Di importanza sempre crescente è anche il rispetto principi FAIR, coniati da alcuni anni ma tornati in primo piano negli ultimi mesi, e utilizzati nell’ottica di offrire dati ricercabili nella propria interezza, accessibili, interoperabili tra i diversi sistemi e i diversi attori che devono poter accedere, e riutilizzabili per finalità accademiche, didattiche e non solo.

Nei prossimi sette anni, il gigantesco programma di investimenti in ricerca dell’Unione Europea distribuirà una cifra record di 95,5 miliardi di euro a progetti scientifici di base e collaborazioni di ricerca che saranno condotti da decine di migliaia di ricercatori nei 27 Stati membri e più di una dozzina di altri Paesi. E non a caso, in Horizon Europe (2021-2027), il nuovo programma quadro europeo per la Ricerca e l’Innovazione varato a dicembre 2020, nel quale si punta molto sul rafforzamento dell’impegno verso la Open Science e la capacità di promuovere e incoraggiare la reciprocità nella scienza aperta, viene fortemente raccomandata proprio l’adesione ai principi FAIR nella gestione dei dati della ricerca.

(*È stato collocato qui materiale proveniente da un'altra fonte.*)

//! Shared test helpers: a scripted model provider and switchable bindings.

#![allow(dead_code)]

use std::collections::VecDeque;
use std::sync::atomic::{AtomicBool, AtomicUsize, Ordering};
use std::sync::{Arc, Mutex};
use std::time::Duration;

use async_trait::async_trait;

use integreat::agent::{AgentSessionManager, CapabilityBindings, SessionOptions};
use integreat::error::IntegreatError;
use integreat::provider::{ModelProvider, ProviderRequest, ProviderResponse};
use integreat::tools::{AgentToolParameters, Tool, ToolArguments};
use integreat::types::*;

/// A provider that replays queued responses and records every request.
///
/// When the queue is empty it answers `"Answer to: <last user message>"`.
pub struct ScriptedProvider {
    responses: Mutex<VecDeque<Result<ProviderResponse, IntegreatError>>>,
    requests: Mutex<Vec<ProviderRequest>>,
    delay: Option<Duration>,
}

impl ScriptedProvider {
    pub fn new() -> Self {
        Self {
            responses: Mutex::new(VecDeque::new()),
            requests: Mutex::new(Vec::new()),
            delay: None,
        }
    }

    /// Every call sleeps this long before answering.
    pub fn with_delay(mut self, delay: Duration) -> Self {
        self.delay = Some(delay);
        self
    }

    pub fn queue_text(&self, text: &str) {
        self.responses.lock().unwrap().push_back(Ok(ProviderResponse {
            text: text.to_string(),
            usage: Usage {
                input_tokens: 10,
                output_tokens: 20,
                total_tokens: 30,
            },
            tool_calls: vec![],
            finish_reason: Some(FinishReason::Stop),
        }));
    }

    pub fn queue_tool_call(&self, id: &str, name: &str, args: serde_json::Value) {
        self.responses.lock().unwrap().push_back(Ok(ProviderResponse {
            text: String::new(),
            usage: Usage {
                input_tokens: 10,
                output_tokens: 5,
                total_tokens: 15,
            },
            tool_calls: vec![AgentToolCall {
                id: id.to_string(),
                name: name.to_string(),
                arguments: args,
            }],
            finish_reason: Some(FinishReason::ToolCalls),
        }));
    }

    pub fn queue_error(&self, error: IntegreatError) {
        self.responses.lock().unwrap().push_back(Err(error));
    }

    pub fn requests(&self) -> Vec<ProviderRequest> {
        self.requests.lock().unwrap().clone()
    }

    pub fn last_request(&self) -> Option<ProviderRequest> {
        self.requests.lock().unwrap().last().cloned()
    }

    pub fn call_count(&self) -> usize {
        self.requests.lock().unwrap().len()
    }
}

#[async_trait]
impl ModelProvider for ScriptedProvider {
    fn provider_name(&self) -> &str {
        "scripted"
    }

    fn model_id(&self) -> &str {
        "scripted-model"
    }

    async fn generate_text(
        &self,
        request: &ProviderRequest,
    ) -> Result<ProviderResponse, IntegreatError> {
        self.requests.lock().unwrap().push(request.clone());
        if let Some(delay) = self.delay {
            tokio::time::sleep(delay).await;
        }

        let queued = self.responses.lock().unwrap().pop_front();
        queued.unwrap_or_else(|| {
            let question = request
                .messages
                .iter()
                .rev()
                .find(|m| m.role == Role::User)
                .map(|m| m.text())
                .unwrap_or_default();
            Ok(ProviderResponse {
                text: format!("Answer to: {question}"),
                usage: Usage::default(),
                tool_calls: vec![],
                finish_reason: Some(FinishReason::Stop),
            })
        })
    }
}

/// Bindings that hand out one provider and can be told to fail.
pub struct SwitchableBindings {
    provider: Arc<ScriptedProvider>,
    failing: AtomicBool,
    builds: AtomicUsize,
    delay: Option<Duration>,
}

impl SwitchableBindings {
    pub fn new(provider: Arc<ScriptedProvider>) -> Self {
        Self {
            provider,
            failing: AtomicBool::new(false),
            builds: AtomicUsize::new(0),
            delay: None,
        }
    }

    /// Every agent construction sleeps this long.
    pub fn with_delay(mut self, delay: Duration) -> Self {
        self.delay = Some(delay);
        self
    }

    pub fn set_failing(&self, failing: bool) {
        self.failing.store(failing, Ordering::SeqCst);
    }

    /// Number of construction attempts, failed ones included.
    pub fn build_count(&self) -> usize {
        self.builds.load(Ordering::SeqCst)
    }
}

#[async_trait]
impl CapabilityBindings for SwitchableBindings {
    async fn language_model(&self) -> Result<Arc<dyn ModelProvider>, IntegreatError> {
        self.builds.fetch_add(1, Ordering::SeqCst);
        if let Some(delay) = self.delay {
            tokio::time::sleep(delay).await;
        }
        if self.failing.load(Ordering::SeqCst) {
            return Err(IntegreatError::api(503, "model backend unreachable"));
        }
        Ok(self.provider.clone())
    }
}

/// A search tool that answers from memory and counts its calls.
pub struct CannedSearch {
    answer: &'static str,
    calls: Arc<AtomicUsize>,
    parameters: AgentToolParameters,
}

#[async_trait]
impl Tool for CannedSearch {
    fn name(&self) -> &str {
        "serpapi"
    }

    fn description(&self) -> &str {
        "Search the web"
    }

    fn parameters(&self) -> &AgentToolParameters {
        &self.parameters
    }

    async fn execute(&self, args: &ToolArguments) -> Result<serde_json::Value, IntegreatError> {
        self.calls.fetch_add(1, Ordering::SeqCst);
        let query = args.get_str("query")?;
        Ok(serde_json::Value::String(format!("{} [{query}]", self.answer)))
    }
}

pub fn canned_search_tool(answer: &'static str, calls: Arc<AtomicUsize>) -> Arc<dyn Tool> {
    Arc::new(CannedSearch {
        answer,
        calls,
        parameters: AgentToolParameters::object()
            .string("query", "The search query", true)
            .build(),
    })
}

/// A tool whose every call fails with a tool error.
pub struct BrokenTool {
    parameters: AgentToolParameters,
}

impl BrokenTool {
    pub fn new() -> Self {
        Self {
            parameters: AgentToolParameters::object().build(),
        }
    }
}

#[async_trait]
impl Tool for BrokenTool {
    fn name(&self) -> &str {
        "flaky"
    }

    fn description(&self) -> &str {
        "Always fails"
    }

    fn parameters(&self) -> &AgentToolParameters {
        &self.parameters
    }

    async fn execute(&self, _args: &ToolArguments) -> Result<serde_json::Value, IntegreatError> {
        Err(IntegreatError::ToolExecution {
            tool_name: "flaky".into(),
            message: "quota exhausted".into(),
        })
    }
}

/// Session on the default options (Italy) backed by a fresh scripted provider.
pub async fn italy_session() -> (
    AgentSessionManager,
    Arc<ScriptedProvider>,
    Arc<SwitchableBindings>,
) {
    session_with(ScriptedProvider::new(), SessionOptions::default()).await
}

pub async fn session_with(
    provider: ScriptedProvider,
    options: SessionOptions,
) -> (
    AgentSessionManager,
    Arc<ScriptedProvider>,
    Arc<SwitchableBindings>,
) {
    let provider = Arc::new(provider);
    let bindings = Arc::new(SwitchableBindings::new(provider.clone()));
    let session = AgentSessionManager::new(bindings.clone(), Vec::new(), options)
        .await
        .expect("session should start");
    (session, provider, bindings)
}

/// The system prompt of a captured request.
pub fn system_prompt(request: &ProviderRequest) -> String {
    request
        .messages
        .iter()
        .find(|m| m.role == Role::System)
        .map(|m| m.text())
        .unwrap_or_default()
}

L’esigenza comune è quella di affrontare la ripresa in modo pragmatico: tutti, infatti, dovranno in qualche modo fornire dati certificati in termini di qualità perché la digitalizzazione stessa non può avvenire senza che si abbia la certezza dei dati che vengono trattati, l’intero processo infatti risulterebbe incoerente.

Guardando al futuro, credo che sarà proprio tale approccio concreto capace di portare fin da subito risposte e valore, a essere premiato e permettere ancora una volta alle aziende pubbliche e private di innovare e affrontare con successo la ripresa. Tale esigenza non dovrà necessariamente andare a sconvolgere l’assetto dell’azienda, ma supportare e accompagnare la trasformazione di quelle parti dell’organizzazione che dovranno necessariamente garantire dati di qualità.

La condivisione sarà uno degli aspetti sui quali bisognerà molto lavorare perché da sempre il dato porta con sé un valore importante, l’informazione, senza la quale non è possibile prendere decisioni. Quello di cui la nostra comunità oggi ha bisogno è sicuramente una sempre maggiore diffusione e sfruttamento dei risultati di R&I e sostegno all’impegno attivo della società, un processo che passa dalla qualità dei dati della ricerca, risorse preziose da condividere e da rendere accessibili e riproducibili, ovvero efficacemente riutilizzabili.